Re: [caiman-discuss] Request for review of Data Object Cache design document (0.5)

Darren Kenny Wed, 26 May 2010 06:36:36 -0700

On 05/25/10 03:53 PM, Dave Miner wrote:
> On 05/25/10 09:36 AM, Darren Kenny wrote:
>> On 05/24/10 09:40 PM, Dave Miner wrote:
>>> On 05/24/10 10:40 AM, Darren Kenny wrote:
>>>> On 05/21/10 07:54 PM, Dave Miner wrote:
>>>>> On 05/19/10 10:34 AM, Darren Kenny wrote:
>>>
>>> So how is the DOC notified of the specific schema it is supposed to use?
>>>    I didn't see a mechanism for that.
>>
>> Well, it was just going to be implemented to use the latest schema/DTD at the
>> time - do you think we would need to consider supporting older schemas?

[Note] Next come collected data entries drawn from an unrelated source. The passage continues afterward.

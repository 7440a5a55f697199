//! Generation pipeline for note tables.
//!
//! Synthesizes each note of a table and writes it to its own WAV file,
//! one note at a time.

use std::time::Instant;

use crate::audio::{samples_to_duration, write_wav};
use crate::config::GeneratorConfig;
use crate::error::{PianoError, Result};
use crate::synth::synthesize_note;
use crate::types::{FailedNote, GeneratedFile, GenerationReport, Note, NoteTable};

/// What to do when a note fails.
#[derive(Debug, Clone, Copy, Default, PartialEq, Eq)]
pub enum FailurePolicy {
    /// Stop at the first failing note and return its error.
    #[default]
    Abort,
    /// Record the failure and continue with the remaining notes.
    Continue,
}

/// Synthesizes `note` and writes it under the configured output directory.
///
/// # Returns
///
/// A record of the written file.
pub fn generate_note(note: &Note, config: &GeneratorConfig) -> Result<GeneratedFile> {
    let path = config.output_path(&note.name);

    log::debug!(
        "Synthesizing {} ({} Hz, {}s at {} Hz)",
        note.name,
        note.frequency,
        config.duration_sec,
        config.sample_rate
    );

    let start_time = Instant::now();
    let samples = synthesize_note(note, config)?;
    write_wav(&samples, &path, config.sample_rate)?;

    log::info!(
        "Wrote {} ({} samples) in {:.1}ms",
        path.display(),
        samples.len(),
        start_time.elapsed().as_secs_f64() * 1000.0
    );

    Ok(GeneratedFile {
        note: note.name.clone(),
        frequency: note.frequency,
        path,
        sample_count: samples.len(),
        duration_sec: samples_to_duration(samples.len(), config.sample_rate),
    })
}

/// Generates every note of `table` in order.
///
/// The configuration and the table are validated before any file is written.
pub fn generate_all(
    table: &NoteTable,
    config: &GeneratorConfig,
    policy: FailurePolicy,
) -> Result<GenerationReport> {
    generate_all_with_progress(table, config, policy, |_| {})
}

/// Generates every note of `table`, calling `on_note` after each written file.
///
/// # Arguments
///
/// * `table` - Notes to generate, in output order
/// * `config` - Shared rate, duration, amplitude and output location
/// * `policy` - Whether a failing note aborts the run
/// * `on_note` - Callback receiving each written file
///
/// # Errors
///
/// `INVALID_ARGUMENT` or `INVALID_NOTE_TABLE` when validation fails. Under
/// [`FailurePolicy::Abort`], the first note error is returned as is.
pub fn generate_all_with_progress<F>(
    table: &NoteTable,
    config: &GeneratorConfig,
    policy: FailurePolicy,
    mut on_note: F,
) -> Result<GenerationReport>
where
    F: FnMut(&GeneratedFile),
{
    if let Some(reason) = config.validate() {
        return Err(PianoError::invalid_argument(reason));
    }

    if let Some(reason) = table.validate() {
        return Err(PianoError::invalid_note_table(reason));
    }

    log::debug!(
        "Generating {} note(s) into {}",
        table.len(),
        config.effective_output_dir().display()
    );

    let mut report = GenerationReport::default();

    for note in table {
        match generate_note(note, config) {
            Ok(file) => {
                on_note(&file);
                report.generated.push(file);
            }
            Err(e) if policy == FailurePolicy::Continue => {
                log::warn!("Skipping note {}: {}", note.name, e);
                report.failed.push(FailedNote::new(&note.name, &e));
            }
            Err(e) => return Err(e),
        }
    }

    Ok(report)
}
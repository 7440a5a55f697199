//! piano-notes: piano-like tone sample generator.
//!
//! Synthesizes short notes (a fundamental plus a second harmonic, shaped by
//! an exponential envelope and peak-normalized) and writes each one as a
//! mono 16-bit PCM WAV file.
//!
//! # Modules
//!
//! - [`synth`]: Tone synthesis (waveform, envelope, normalization)
//! - [`audio`]: WAV writing and read-back
//! - [`generation`]: Per-note pipeline over a note table
//! - [`types`]: Core data types (Note, NoteTable, GenerationReport)
//! - [`config`]: Run configuration (GeneratorConfig)
//! - [`error`]: Error types and codes (PianoError, ErrorCode)
//!
//! # Example
//!
//! ```rust,ignore
//! use piano_notes::{generate_all, FailurePolicy, GeneratorConfig, NoteTable};
//!
//! let config = GeneratorConfig {
//!     duration_sec: 0.25,
//!     ..Default::default()
//! };
//!
//! // Writes piano-c.wav, piano-d.wav, piano-e.wav and piano-f.wav
//! let report = generate_all(&NoteTable::default(), &config, FailurePolicy::Abort)?;
//! assert!(report.is_complete());
//! ```

pub mod audio;
pub mod cli;
pub mod config;
pub mod error;
pub mod generation;
pub mod synth;
pub mod types;

// Re-export commonly used types at crate root for convenience
pub use config::GeneratorConfig;
pub use error::{ErrorCode, PianoError, Result};
pub use generation::{generate_all, generate_note, FailurePolicy};
pub use synth::synthesize_tone;
pub use types::{GeneratedFile, GenerationReport, Note, NoteTable};
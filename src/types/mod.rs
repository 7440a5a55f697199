//! Core types for piano-notes.
//!
//! - [`Note`]: a named fundamental frequency
//! - [`NoteTable`]: the ordered notes generated by one run
//! - [`GeneratedFile`] / [`GenerationReport`]: the outcome of a run

mod note;
mod report;

// Re-export all types at the module level
pub use note::{
    pitch_to_frequency, Note, NoteTable, A4_FREQUENCY, DEFAULT_NOTES, MAX_NOTE_NAME_LEN,
};
pub use report::{FailedNote, GeneratedFile, GenerationReport};
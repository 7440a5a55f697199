//! CLI argument parser.
//!
//! Command-line flags override the environment-derived configuration and
//! select the note table.

use std::path::PathBuf;

use clap::Parser;

use crate::config::GeneratorConfig;
use crate::error::{PianoError, Result};
use crate::generation::FailurePolicy;
use crate::types::NoteTable;

/// piano-notes: synthesize piano-like note samples as WAV files
#[derive(Parser, Debug)]
#[command(name = "piano-notes")]
#[command(about = "Synthesize piano-like note samples as mono 16-bit WAV files")]
#[command(version)]
pub struct Cli {
    /// Directory to write the WAV files into (default: current directory)
    #[arg(short, long)]
    pub output_dir: Option<PathBuf>,

    /// Sample rate in Hz (default 44100)
    #[arg(short = 'r', long, value_parser = clap::value_parser!(u32).range(1..))]
    pub sample_rate: Option<u32>,

    /// Duration of every note in seconds (default 0.5)
    #[arg(short, long)]
    pub duration: Option<f64>,

    /// Pre-normalization amplitude, 0.0-1.0 (default 0.95; 0.0 writes silence)
    #[arg(short, long)]
    pub amplitude: Option<f64>,

    /// Output filename prefix; files are named <PREFIX>-<NOTE>.wav (default "piano")
    #[arg(long)]
    pub prefix: Option<String>,

    /// Note to generate, as NAME=FREQ or a pitch like C4 (repeatable; replaces the default table)
    #[arg(short, long = "note", value_name = "NOTE")]
    pub notes: Vec<String>,

    /// JSON file with an array of {"name", "frequency"} notes
    #[arg(long, conflicts_with = "notes")]
    pub notes_file: Option<PathBuf>,

    /// Keep generating the remaining notes when one fails
    #[arg(long)]
    pub keep_going: bool,

    /// Print the run report as JSON on stdout
    #[arg(long)]
    pub json: bool,

    /// Log each written file
    #[arg(short, long)]
    pub verbose: bool,
}

impl Cli {
    /// Parses command-line arguments.
    pub fn parse_args() -> Self {
        Cli::parse()
    }

    /// Applies the flags that were given on top of `base`.
    pub fn apply_to(&self, base: GeneratorConfig) -> GeneratorConfig {
        let mut config = base;

        if let Some(ref dir) = self.output_dir {
            config.output_dir = Some(dir.clone());
        }
        if let Some(rate) = self.sample_rate {
            config.sample_rate = rate;
        }
        if let Some(duration) = self.duration {
            config.duration_sec = duration;
        }
        if let Some(amplitude) = self.amplitude {
            config.amplitude = amplitude;
        }
        if let Some(ref prefix) = self.prefix {
            config.file_prefix = prefix.clone();
        }

        config
    }

    /// Returns the effective configuration: environment, then flags.
    pub fn config(&self) -> GeneratorConfig {
        self.apply_to(GeneratorConfig::from_env())
    }

    /// Returns the note table selected by `--note`, `--notes-file` or the default.
    pub fn note_table(&self) -> Result<NoteTable> {
        if let Some(ref path) = self.notes_file {
            NoteTable::load(path)
        } else if !self.notes.is_empty() {
            NoteTable::from_args(&self.notes)
        } else {
            Ok(NoteTable::default())
        }
    }

    /// Returns the failure policy selected by `--keep-going`.
    pub fn failure_policy(&self) -> FailurePolicy {
        if self.keep_going {
            FailurePolicy::Continue
        } else {
            FailurePolicy::Abort
        }
    }

    /// Returns the default log filter for the chosen verbosity.
    pub fn log_filter(&self) -> &'static str {
        if self.verbose {
            "info"
        } else {
            "warn"
        }
    }

    /// Validates the effective configuration and note table together.
    pub fn resolve(&self) -> Result<(GeneratorConfig, NoteTable)> {
        let config = self.config();
        if let Some(reason) = config.validate() {
            return Err(PianoError::invalid_argument(reason));
        }
        let table = self.note_table()?;
        Ok((config, table))
    }
}
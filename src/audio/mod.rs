//! Audio output module.
//!
//! Provides WAV file writing (and read-back) for synthesized notes.

pub mod wav;

// Re-export commonly used items
pub use wav::{
    expected_file_len, pcm16_spec, read_wav, samples_to_duration, write_wav, write_wav_to_buffer,
    WavContents, BITS_PER_SAMPLE, CHANNELS, HEADER_LEN, MAX_SAMPLES,
};
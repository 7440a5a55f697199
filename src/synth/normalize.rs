//! Peak normalization into the 16-bit PCM range.

/// Largest magnitude emitted by normalization.
///
/// Symmetric around zero, so `-32768` is never produced.
pub const FULL_SCALE: i16 = i16::MAX;

/// Returns the largest absolute value in `samples`, or 0.0 when empty.
pub fn peak(samples: &[f64]) -> f64 {
    samples.iter().map(|s| s.abs()).fold(0.0f64, f64::max)
}

/// Scales `samples` so the peak maps to [`FULL_SCALE`] and converts to i16.
///
/// Values are truncated toward zero. Any non-zero finite peak reaches full
/// scale, however small. A zero or non-finite peak yields an all-zero buffer
/// of the same length instead of dividing by it.
pub fn normalize_to_i16(samples: &[f64]) -> Vec<i16> {
    let peak = peak(samples);
    if peak == 0.0 || !peak.is_finite() {
        log::debug!(
            "Peak {:e} cannot be normalized, emitting {} zero samples",
            peak,
            samples.len()
        );
        return vec![0; samples.len()];
    }

    // Divide before scaling: `FULL_SCALE / peak` overflows for peaks near f64::MIN_POSITIVE.
    let full_scale = f64::from(FULL_SCALE);
    samples
        .iter()
        .map(|&s| (s / peak * full_scale).clamp(-full_scale, full_scale) as i16)
        .collect()
}
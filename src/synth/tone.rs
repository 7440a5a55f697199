//! Piano-like tone synthesis.
//!
//! A tone is the sum of a fundamental sine and a quieter second harmonic,
//! shaped by [`symmetric_fade`] and peak-normalized to 16-bit PCM.

use std::f64::consts::TAU;

use crate::audio::MAX_SAMPLES;
use crate::config::GeneratorConfig;
use crate::error::{PianoError, Result};
use crate::synth::envelope::symmetric_fade;
use crate::synth::normalize::normalize_to_i16;
use crate::types::Note;

/// Weight of the second harmonic relative to the fundamental.
pub const HARMONIC_WEIGHT: f64 = 0.33;

/// Number of samples in a tone: `floor(sample_rate * duration_sec)`.
pub fn sample_count(sample_rate: u32, duration_sec: f64) -> usize {
    (f64::from(sample_rate) * duration_sec).floor() as usize
}

/// Evenly spaced time points over the half-open interval `[0, duration_sec)`.
pub fn time_points(duration_sec: f64, count: usize) -> impl Iterator<Item = f64> {
    let n = count as f64;
    (0..count).map(move |i| i as f64 * duration_sec / n)
}

/// Fundamental plus second harmonic at time `t`, before amplitude scaling.
pub fn harmonic_waveform(frequency: f64, t: f64) -> f64 {
    let fundamental = (TAU * frequency * t).sin();
    let overtone = (TAU * 2.0 * frequency * t).sin();
    fundamental + HARMONIC_WEIGHT * overtone
}

/// Checks the tone parameters and returns the sample count they produce.
fn validate_tone(
    frequency: f64,
    duration_sec: f64,
    sample_rate: u32,
    amplitude: f64,
) -> Result<usize> {
    if !frequency.is_finite() || frequency <= 0.0 {
        return Err(PianoError::invalid_argument(format!(
            "frequency must be > 0 Hz, got {}",
            frequency
        )));
    }

    if !duration_sec.is_finite() || duration_sec <= 0.0 {
        return Err(PianoError::invalid_argument(format!(
            "duration must be > 0 seconds, got {}",
            duration_sec
        )));
    }

    if sample_rate == 0 {
        return Err(PianoError::invalid_argument("sample rate must be > 0 Hz, got 0"));
    }

    if !(0.0..=1.0).contains(&amplitude) {
        return Err(PianoError::invalid_argument(format!(
            "amplitude must be between 0.0 and 1.0, got {}",
            amplitude
        )));
    }

    // Checked in f64 first: the usize cast saturates for huge durations.
    let exact = (f64::from(sample_rate) * duration_sec).floor();
    if exact < 1.0 {
        return Err(PianoError::invalid_argument(format!(
            "{}s at {} Hz produces no samples",
            duration_sec, sample_rate
        )));
    }

    if exact > MAX_SAMPLES as f64 {
        return Err(PianoError::invalid_argument(format!(
            "{}s at {} Hz needs {} samples, more than a WAV file holds ({})",
            duration_sec, sample_rate, exact, MAX_SAMPLES
        )));
    }

    Ok(sample_count(sample_rate, duration_sec))
}

/// Synthesizes one tone as a Sample Sequence.
///
/// # Arguments
///
/// * `frequency` - Fundamental frequency in Hz (> 0)
/// * `duration_sec` - Tone length in seconds (> 0)
/// * `sample_rate` - Samples per second (> 0)
/// * `amplitude` - Pre-normalization weight in 0.0-1.0; 0.0 yields silence
///
/// # Returns
///
/// `floor(sample_rate * duration_sec)` samples within `[-32767, 32767]`.
///
/// # Errors
///
/// Returns `INVALID_ARGUMENT` before any synthesis when a parameter is out of
/// range, or when the tone would not fit in one WAV file. Frequencies at or
/// above Nyquist are accepted and alias.
pub fn synthesize_tone(
    frequency: f64,
    duration_sec: f64,
    sample_rate: u32,
    amplitude: f64,
) -> Result<Vec<i16>> {
    let count = validate_tone(frequency, duration_sec, sample_rate, amplitude)?;

    if frequency >= f64::from(sample_rate) / 2.0 {
        log::debug!(
            "{} Hz is at or above Nyquist for {} Hz sampling and will alias",
            frequency,
            sample_rate
        );
    }

    let shaped: Vec<f64> = time_points(duration_sec, count)
        .map(|t| amplitude * harmonic_waveform(frequency, t) * symmetric_fade(t, duration_sec))
        .collect();

    Ok(normalize_to_i16(&shaped))
}

/// Synthesizes the tone for `note` using the rate, duration and amplitude of `config`.
pub fn synthesize_note(note: &Note, config: &GeneratorConfig) -> Result<Vec<i16>> {
    synthesize_tone(
        note.frequency,
        config.duration_sec,
        config.sample_rate,
        config.amplitude,
    )
}

#[cfg(test)]
mod tests {
    use super::*;
    use crate::error::ErrorCode;

    #[test]
    fn sample_count_floors() {
        assert_eq!(sample_count(44100, 0.5), 22050);
        assert_eq!(sample_count(44100, 0.75), 33075);
        assert_eq!(sample_count(8000, 0.00001), 0);
        assert_eq!(sample_count(10, 0.25), 2);
    }

    #[test]
    fn time_points_are_half_open() {
        let points: Vec<f64> = time_points(0.5, 4).collect();
        assert_eq!(points, vec![0.0, 0.125, 0.25, 0.375]);
    }

    #[test]
    fn harmonic_waveform_starts_at_zero() {
        assert_eq!(harmonic_waveform(261.63, 0.0), 0.0);
    }

    #[test]
    fn harmonic_waveform_adds_weighted_overtone() {
        // Quarter period of 1 Hz: fundamental at 1, second harmonic at sin(pi) ~ 0
        let value = harmonic_waveform(1.0, 0.25);
        assert!((value - 1.0).abs() < 1e-9);

        // Eighth period: sin(pi/4) + 0.33 * sin(pi/2)
        let value = harmonic_waveform(1.0, 0.125);
        let expected = std::f64::consts::FRAC_1_SQRT_2 + HARMONIC_WEIGHT;
        assert!((value - expected).abs() < 1e-9);
    }

    #[test]
    fn middle_c_has_expected_length() {
        let samples = synthesize_tone(261.63, 0.5, 44100, 0.95).unwrap();
        assert_eq!(samples.len(), 22050);
    }

    #[test]
    fn length_matches_floor_for_various_durations() {
        for &(duration, rate) in &[(0.1, 44100u32), (0.333, 22050), (1.25, 8000), (0.01, 48000)] {
            let samples = synthesize_tone(440.0, duration, rate, 0.5).unwrap();
            assert_eq!(samples.len(), sample_count(rate, duration));
        }
    }

    #[test]
    fn peak_reaches_full_scale_without_clipping() {
        for &frequency in &[261.63, 293.66, 329.63, 349.23] {
            let samples = synthesize_tone(frequency, 0.5, 44100, 0.95).unwrap();
            let max = samples.iter().map(|s| (*s as i32).abs()).max().unwrap();
            assert!(max <= 32767);
            assert!(max >= 32766, "peak {} for {} Hz", max, frequency);
            assert!(samples.iter().all(|&s| s != i16::MIN));
        }
    }

    #[test]
    fn first_sample_is_silent() {
        let samples = synthesize_tone(329.63, 0.5, 44100, 0.95).unwrap();
        assert_eq!(samples[0], 0);
    }

    #[test]
    fn zero_amplitude_is_silent() {
        let samples = synthesize_tone(261.63, 0.5, 44100, 0.0).unwrap();
        assert_eq!(samples.len(), 22050);
        assert!(samples.iter().all(|&s| s == 0));
    }

    #[test]
    fn amplitude_is_normalized_away() {
        let loud = synthesize_tone(293.66, 0.1, 44100, 0.95).unwrap();
        let quiet = synthesize_tone(293.66, 0.1, 44100, 0.1).unwrap();
        let diff = loud
            .iter()
            .zip(&quiet)
            .map(|(a, b)| (*a as i32 - *b as i32).abs())
            .max()
            .unwrap();
        assert!(diff <= 1);
    }

    #[test]
    fn synthesis_is_deterministic() {
        let a = synthesize_tone(349.23, 0.2, 44100, 0.95).unwrap();
        let b = synthesize_tone(349.23, 0.2, 44100, 0.95).unwrap();
        assert_eq!(a, b);
    }

    #[test]
    fn rejects_non_positive_duration() {
        let err = synthesize_tone(261.63, 0.0, 44100, 0.95).unwrap_err();
        assert_eq!(err.code, ErrorCode::InvalidArgument);

        let err = synthesize_tone(261.63, -0.5, 44100, 0.95).unwrap_err();
        assert_eq!(err.code, ErrorCode::InvalidArgument);

        let err = synthesize_tone(261.63, f64::NAN, 44100, 0.95).unwrap_err();
        assert_eq!(err.code, ErrorCode::InvalidArgument);
    }

    #[test]
    fn rejects_zero_sample_rate() {
        let err = synthesize_tone(261.63, 0.5, 0, 0.95).unwrap_err();
        assert_eq!(err.code, ErrorCode::InvalidArgument);
    }

    #[test]
    fn rejects_non_positive_frequency() {
        for &frequency in &[0.0, -261.63, f64::INFINITY, f64::NAN] {
            let err = synthesize_tone(frequency, 0.5, 44100, 0.95).unwrap_err();
            assert_eq!(err.code, ErrorCode::InvalidArgument);
        }
    }

    #[test]
    fn rejects_amplitude_out_of_range() {
        for &amplitude in &[-0.1, 1.5, f64::NAN] {
            let err = synthesize_tone(261.63, 0.5, 44100, amplitude).unwrap_err();
            assert_eq!(err.code, ErrorCode::InvalidArgument);
        }
    }

    #[test]
    fn rejects_duration_shorter_than_one_sample() {
        let err = synthesize_tone(261.63, 1e-6, 44100, 0.95).unwrap_err();
        assert_eq!(err.code, ErrorCode::InvalidArgument);
        assert!(err.message.contains("no samples"));
    }

    #[test]
    fn rejects_duration_longer_than_a_wav_file() {
        let err = synthesize_tone(440.0, 1e20, 44100, 0.5).unwrap_err();
        assert_eq!(err.code, ErrorCode::InvalidArgument);
        assert!(err.message.contains("WAV"));

        let err = synthesize_tone(440.0, 1e6, 44100, 0.5).unwrap_err();
        assert_eq!(err.code, ErrorCode::InvalidArgument);
    }

    #[test]
    fn tiny_amplitude_still_reaches_full_scale() {
        for &amplitude in &[1e-11, 1e-300] {
            let samples = synthesize_tone(440.0, 0.1, 44100, amplitude).unwrap();
            let max = samples.iter().map(|s| (*s as i32).abs()).max().unwrap();
            assert!(max >= 32766, "peak {} for amplitude {:e}", max, amplitude);
        }
    }

    #[test]
    fn frequency_above_nyquist_still_synthesizes() {
        let samples = synthesize_tone(30000.0, 0.01, 44100, 0.95).unwrap();
        assert_eq!(samples.len(), 441);
    }

    #[test]
    fn synthesize_note_uses_config() {
        let config = GeneratorConfig {
            sample_rate: 8000,
            duration_sec: 0.25,
            ..GeneratorConfig::default()
        };
        let note = Note::new("a4", 440.0);
        let samples = synthesize_note(&note, &config).unwrap();
        assert_eq!(samples.len(), 2000);
    }
}
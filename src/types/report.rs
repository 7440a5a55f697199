//! Records describing the outcome of a generation run.
//!
//! A [`GeneratedFile`] is written for every note that produced a WAV file;
//! a [`FailedNote`] for every note skipped under the continue policy.

use serde::{Deserialize, Serialize};
use std::path::PathBuf;

use crate::error::PianoError;

/// A WAV file produced for one note.
#[derive(Debug, Clone, PartialEq, Serialize, Deserialize)]
pub struct GeneratedFile {
    /// Name of the note (e.g. "c").
    pub note: String,

    /// Fundamental frequency in Hz.
    pub frequency: f64,

    /// Path of the written WAV file.
    pub path: PathBuf,

    /// Number of 16-bit samples in the data chunk.
    pub sample_count: usize,

    /// Audio length in seconds.
    pub duration_sec: f64,
}

/// A note whose generation failed.
#[derive(Debug, Clone, PartialEq, Serialize, Deserialize)]
pub struct FailedNote {
    /// Name of the note.
    pub note: String,

    /// Error code string (e.g. "WAV_WRITE_FAILED").
    pub code: String,

    /// Short description of the error class.
    pub description: String,

    /// Error message.
    pub message: String,
}

impl FailedNote {
    /// Creates a FailedNote from the error that stopped the note.
    pub fn new(note: impl Into<String>, error: &PianoError) -> Self {
        Self {
            note: note.into(),
            code: error.code.as_str().to_string(),
            description: error.code.description().to_string(),
            message: error.message.clone(),
        }
    }
}

/// Outcome of generating a whole note table.
#[derive(Debug, Clone, Default, PartialEq, Serialize, Deserialize)]
pub struct GenerationReport {
    /// Files written, in note table order.
    pub generated: Vec<GeneratedFile>,

    /// Notes that failed, in note table order.
    pub failed: Vec<FailedNote>,
}

impl GenerationReport {
    /// Returns true if every note was generated.
    pub fn is_complete(&self) -> bool {
        self.failed.is_empty()
    }

    /// Total number of notes attempted.
    pub fn attempted(&self) -> usize {
        self.generated.len() + self.failed.len()
    }
}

I
>> think that this would be better serviced by using XSLT outside of it.
>>
>
> I would think that some of the compatibility scenarios might require
> using an older schema.  This seems simple to allow for, at any rate.
>


I agree, I'll add a mechanism to allow for specification of the schema to use.

>>>
>>>> This is largely being facilitated by the move towards DC and AI sharing the
>>>> same Schema, but if there are differences we are considering passing flags 
>>>> to
>>>> the to_xml(), and maybe from_xml() (but I think this should be less 
>>>> necessary)
>>>> to allow for differences e.g.:
>>>>
>>>>       DataObject.to_xml( manifest_type = MANIFEST_TYPE_AI )
>>>>
>>>
>>> I think that sort of approach has potential of pushing detailed
>>> application-specific knowledge into leaf objects.  That seems
>>> problematic to me.
>>
>> Hmm, maybe it could have some effect, but it still seems to me to be the
>> correct place to have the decision made since each object would best know
>> where it fits in the over all scheme of things.
>>
>> The only other alternative I can think of is to allow everything to generate
>> XML as if it's going into the overall-schema, and then the DOC later run an
>> XSLT or simlar over the generated XML tree, to produce an AI or DC varient,
>> removing nodes or modifying them as appropriate...
>
> I would think that it would be more correct for the objects to be
> application-agnostic in general, with specific applications implementing
> subclasses if needed.  Why wouldn't that be the preferred solution?
>

Hmm, I suppose that it's not impossible to do things that way - the main
concern that I would have is that you would have to provide a factory
mechanism which would make the decision on which object is created when
creating the tree, and this would be varied depending on the application.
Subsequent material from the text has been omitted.